PROBLEM:
Filter these entries, keeping only lines that hold the word "struct".

DATA SECTION:
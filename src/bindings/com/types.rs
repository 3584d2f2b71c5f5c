//! COM automation types
//!
//! `IDispatch`, `VARIANT`, `BSTR` and `HRESULT` as the bridge sees them.
//! `Dispatch::invoke` takes its arguments in natural order; hosts that pass
//! `DISPPARAMS` reversed must flip them at the boundary.

use std::any::Any;
use std::fmt;
use std::ops::BitOr;
use std::sync::Arc;
use thiserror::Error;

use crate::bindings::protocol::ComIdentity;
use crate::core::error::{BridgeError, ErrorKind};

pub type DispatchRef = Arc<dyn Dispatch>;

/// `DISPID`
#[derive(Debug, Clone, Copy, PartialEq, Eq, Hash, PartialOrd, Ord)]
pub struct DispId(pub i32);

impl DispId {
    pub const VALUE: DispId = DispId(0);
    pub const UNKNOWN: DispId = DispId(-1);
    pub const PROPERTYPUT: DispId = DispId(-3);
}

/// `DISPATCH_*` invoke flags
#[derive(Debug, Clone, Copy, PartialEq, Eq, Hash)]
pub struct DispatchFlags(pub u16);

impl DispatchFlags {
    pub const METHOD: DispatchFlags = DispatchFlags(0x1);
    pub const PROPERTYGET: DispatchFlags = DispatchFlags(0x2);
    pub const PROPERTYPUT: DispatchFlags = DispatchFlags(0x4);
    pub const PROPERTYPUTREF: DispatchFlags = DispatchFlags(0x8);

    pub fn contains(self, other: DispatchFlags) -> bool {
        self.0 & other.0 == other.0
    }

    pub fn is_put(self) -> bool {
        self.contains(Self::PROPERTYPUT) || self.contains(Self::PROPERTYPUTREF)
    }
}

impl BitOr for DispatchFlags {
    type Output = DispatchFlags;

    fn bitor(self, rhs: DispatchFlags) -> DispatchFlags {
        DispatchFlags(self.0 | rhs.0)
    }
}

/// `HRESULT`
#[derive(Clone, Copy, PartialEq, Eq, Hash)]
pub struct HResult(pub u32);

impl HResult {
    pub const S_OK: HResult = HResult(0);
    pub const E_NOTIMPL: HResult = HResult(0x8000_4001);
    pub const E_FAIL: HResult = HResult(0x8000_4005);
    pub const E_UNEXPECTED: HResult = HResult(0x8000_FFFF);
    pub const E_ACCESSDENIED: HResult = HResult(0x8007_0005);
    pub const E_INVALIDARG: HResult = HResult(0x8007_0057);
    pub const DISP_E_MEMBERNOTFOUND: HResult = HResult(0x8002_0003);
    pub const DISP_E_TYPEMISMATCH: HResult = HResult(0x8002_0005);
    pub const DISP_E_UNKNOWNNAME: HResult = HResult(0x8002_0006);
    pub const DISP_E_EXCEPTION: HResult = HResult(0x8002_0009);
    pub const DISP_E_OVERFLOW: HResult = HResult(0x8002_000A);
    pub const DISP_E_BADPARAMCOUNT: HResult = HResult(0x8002_000E);

    pub fn is_success(self) -> bool {
        self.0 & 0x8000_0000 == 0
    }
}

impl fmt::Debug for HResult {
    fn fmt(&self, f: &mut fmt::Formatter<'_>) -> fmt::Result {
        write!(f, "HResult(0x{:08X})", self.0)
    }
}

impl fmt::Display for HResult {
    fn fmt(&self, f: &mut fmt::Formatter<'_>) -> fmt::Result {
        write!(f, "0x{:08X}", self.0)
    }
}

/// Failed `IDispatch` call with its `EXCEPINFO` description
#[derive(Error, Debug, Clone, PartialEq)]
#[error("COM call failed with {hresult}: {description}")]
pub struct ComError {
    pub hresult: HResult,
    pub description: String,
}

impl ComError {
    pub fn new(hresult: HResult, description: impl Into<String>) -> Self {
        Self {
            hresult,
            description: description.into(),
        }
    }

    /// HRESULT a bridge failure is reported with
    pub fn from_bridge(err: &BridgeError) -> Self {
        let hresult = match err {
            BridgeError::NoSuchMethod(_) | BridgeError::NoSuchProperty(_) => {
                HResult::DISP_E_MEMBERNOTFOUND
            }
            BridgeError::Invocation { argument: None, .. } => HResult::DISP_E_BADPARAMCOUNT,
            BridgeError::Conversion(_) | BridgeError::Invocation { .. } => {
                HResult::DISP_E_TYPEMISMATCH
            }
            _ => match err.kind() {
                ErrorKind::AccessDenied => HResult::E_ACCESSDENIED,
                ErrorKind::Lookup => HResult::DISP_E_MEMBERNOTFOUND,
                ErrorKind::TypeConversion => HResult::E_INVALIDARG,
                ErrorKind::HostUnavailable => HResult::E_NOTIMPL,
                ErrorKind::Invalidated => HResult::E_UNEXPECTED,
                ErrorKind::Exception => HResult::DISP_E_EXCEPTION,
            },
        };
        ComError::new(hresult, err.to_string())
    }
}

impl From<ComError> for BridgeError {
    fn from(err: ComError) -> Self {
        match err.hresult {
            HResult::DISP_E_UNKNOWNNAME | HResult::DISP_E_MEMBERNOTFOUND => {
                BridgeError::NoSuchMethod(err.description)
            }
            _ => BridgeError::Exception(err.to_string()),
        }
    }
}

pub type ComResult<T> = Result<T, ComError>;

/// `BSTR`: length-prefixed UTF-16
#[derive(Clone, PartialEq, Eq, Default)]
pub struct Bstr(Vec<u16>);

impl Bstr {
    pub fn new(s: &str) -> Self {
        Bstr(s.encode_utf16().collect())
    }

    pub fn from_wide(units: Vec<u16>) -> Self {
        Bstr(units)
    }

    pub fn as_wide(&self) -> &[u16] {
        &self.0
    }

    pub fn into_wide(self) -> Vec<u16> {
        self.0
    }

    pub fn len(&self) -> usize {
        self.0.len()
    }

    pub fn is_empty(&self) -> bool {
        self.0.is_empty()
    }

    pub fn to_string_lossy(&self) -> String {
        String::from_utf16_lossy(&self.0)
    }
}

impl fmt::Debug for Bstr {
    fn fmt(&self, f: &mut fmt::Formatter<'_>) -> fmt::Result {
        write!(f, "{:?}", self.to_string_lossy())
    }
}

/// `VARIANT` subset used by script hosts
#[derive(Clone)]
pub enum ComVariant {
    Empty,
    Null,
    Bool(bool),
    I1(i8),
    UI1(u8),
    I2(i16),
    UI2(u16),
    I4(i32),
    UI4(u32),
    I8(i64),
    UI8(u64),
    R4(f32),
    R8(f64),
    Bstr(Bstr),
    Dispatch(DispatchRef),
}

impl ComVariant {
    pub fn as_dispatch(&self) -> Option<&DispatchRef> {
        match self {
            ComVariant::Dispatch(d) => Some(d),
            _ => None,
        }
    }

    pub fn is_empty(&self) -> bool {
        matches!(self, ComVariant::Empty)
    }
}

impl fmt::Debug for ComVariant {
    fn fmt(&self, f: &mut fmt::Formatter<'_>) -> fmt::Result {
        match self {
            ComVariant::Empty => write!(f, "Empty"),
            ComVariant::Null => write!(f, "Null"),
            ComVariant::Bool(v) => write!(f, "Bool({})", v),
            ComVariant::I1(v) => write!(f, "I1({})", v),
            ComVariant::UI1(v) => write!(f, "UI1({})", v),
            ComVariant::I2(v) => write!(f, "I2({})", v),
            ComVariant::UI2(v) => write!(f, "UI2({})", v),
            ComVariant::I4(v) => write!(f, "I4({})", v),
            ComVariant::UI4(v) => write!(f, "UI4({})", v),
            ComVariant::I8(v) => write!(f, "I8({})", v),
            ComVariant::UI8(v) => write!(f, "UI8({})", v),
            ComVariant::R4(v) => write!(f, "R4({})", v),
            ComVariant::R8(v) => write!(f, "R8({})", v),
            ComVariant::Bstr(v) => write!(f, "Bstr({:?})", v),
            ComVariant::Dispatch(d) => write!(f, "Dispatch({:?})", dispatch_identity(d)),
        }
    }
}

/// `IDispatch`
///
/// Reference counting is explicit: whoever keeps an interface pointer beyond
/// a call holds one `add_ref` and gives it back with `release`.
pub trait Dispatch: Send + Sync {
    fn add_ref(&self) -> u32;

    fn release(&self) -> u32;

    /// `GetIDsOfNames` for a single name
    fn get_dispid(&self, name: &str) -> ComResult<DispId>;

    fn invoke(&self, id: DispId, flags: DispatchFlags, args: &[ComVariant]) -> ComResult<ComVariant>;

    /// `IDispatchEx::GetNextDispID` walked to the end
    fn member_names(&self) -> ComResult<Vec<String>> {
        Err(ComError::new(HResult::E_NOTIMPL, "enumeration not supported"))
    }

    /// `IDispatchEx::DeleteMemberByName`
    fn delete_member(&self, _name: &str) -> ComResult<()> {
        Err(ComError::new(HResult::E_NOTIMPL, "member deletion not supported"))
    }

    fn as_any(&self) -> &dyn Any;
}

/// Identity of an interface pointer
pub fn dispatch_identity(dispatch: &DispatchRef) -> ComIdentity {
    ComIdentity(Arc::as_ptr(dispatch) as *const () as usize)
}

YOUR RESPONSE:
pub struct DispId(pub i32);
pub struct DispatchFlags(pub u16);
pub struct HResult(pub u32);
pub struct ComError {
pub struct Bstr(Vec<u16>);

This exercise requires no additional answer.